--- START ---
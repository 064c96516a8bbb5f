//! Gateway WAN port status.

use omada_core::{Controller, MacAddress, WanPortState};
use serde::Serialize;
use tabled::Tabled;

use crate::cli::GlobalOpts;
use crate::error::CliError;
use crate::output;

use super::util;

#[derive(Serialize)]
struct WanEntry<'a> {
    gateway: &'a MacAddress,
    gateway_name: &'a str,
    #[serde(flatten)]
    port: &'a WanPortState,
}

#[derive(Tabled)]
struct WanRow {
    #[tabled(rename = "Gateway")]
    gateway: String,
    #[tabled(rename = "Port")]
    port: String,
    #[tabled(rename = "Link")]
    link: String,
    #[tabled(rename = "Internet")]
    internet: String,
    #[tabled(rename = "IP")]
    ip: String,
    #[tabled(rename = "Speed")]
    speed: String,
    #[tabled(rename = "Latency (ms)")]
    latency: String,
    #[tabled(rename = "Loss (%)")]
    loss: String,
}

fn row(w: &WanEntry<'_>, color: bool) -> WanRow {
    WanRow {
        gateway: w.gateway_name.to_owned(),
        port: w.port.port_name.clone(),
        link: output::status(if w.port.connected { "up" } else { "down" }, w.port.connected, color),
        internet: output::status(if w.port.internet { "online" } else { "offline" }, w.port.internet, color),
        ip: output::opt(w.port.ip.as_deref()),
        speed: output::opt(w.port.link_speed.as_deref()),
        latency: output::opt(w.port.latency),
        loss: output::opt(w.port.loss),
    }
}

pub async fn handle(controller: &Controller, global: &GlobalOpts) -> Result<(), CliError> {
    let site = util::resolve_site(controller).await?;
    let snapshot = controller.site_snapshot(&site).await?;

    let entries: Vec<WanEntry<'_>> = snapshot
        .wan_status
        .iter()
        .flat_map(|(mac, ports)| {
            let gateway_name = snapshot
                .devices
                .get(mac)
                .map_or(mac.as_str(), |d| d.name.as_str());
            ports.iter().map(move |port| WanEntry {
                gateway: mac,
                gateway_name,
                port,
            })
        })
        .collect();

    let color = output::should_color(&global.color);
    let out = output::render_list(
        &global.output,
        &entries,
        |w| row(w, color),
        |w| format!("{} {}", w.gateway, w.port.port_name),
    );
    output::print_output(&out, global.quiet);
    Ok(())
}
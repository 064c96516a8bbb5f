// ── Domain model ──
//
// Normalized, read-only projections of raw Open API records. Every poll
// cycle builds fresh values; published snapshots are never mutated.

pub mod client;
pub mod device;
pub mod mac;
pub mod port;
pub mod site;
pub mod ssid;
pub mod traffic;
pub mod wan;

pub use client::{ClientSnapshot, ConnectionKind};
pub use device::{BandClients, DeviceSnapshot, DeviceType, Uplink};
pub use mac::MacAddress;
pub use port::{PoeBudget, PoePortState, PortKey};
pub use site::{Site, SiteSnapshot};
pub use ssid::SsidState;
pub use traffic::{AppTrafficSnapshot, AppUsage};
pub use wan::WanPortState;
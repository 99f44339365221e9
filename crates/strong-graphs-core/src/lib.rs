pub mod batch;
pub mod dimacs;
pub mod distance;
pub mod error;
pub mod generator;
pub mod loop_arcs;
pub mod negative;
pub mod network;
pub mod params;
pub mod remaining;
pub mod remap;
pub mod tree;
pub mod weights;

pub use batch::generate_batch;
pub use error::{GeneratorError, NetworkError};
pub use generator::{generate, generate_with_rng, Instance};
pub use negative::NegativeBudget;
pub use network::{Arc, ArcId, Network, NodeId};
pub use params::{generate_sampled, InstanceConfig};
pub use remap::NodeMapping;
pub use weights::{UniformWeights, WeightSampler};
--- END ---
*TASK TO CARRY OUT*:
Copy out the line containing "pub mod remaining;", then every line after it through the end of the listing, exactly and with nothing else.

*EXERCISE RESPONSE*:
pub mod remaining;
pub mod remap;
pub mod tree;
pub mod weights;

pub use batch::generate_batch;
pub use error::{GeneratorError, NetworkError};
pub use generator::{generate, generate_with_rng, Instance};
pub use negative::NegativeBudget;
pub use network::{Arc, ArcId, Network, NodeId};
pub use params::{generate_sampled, InstanceConfig};
pub use remap::NodeMapping;
pub use weights::{UniformWeights, WeightSampler};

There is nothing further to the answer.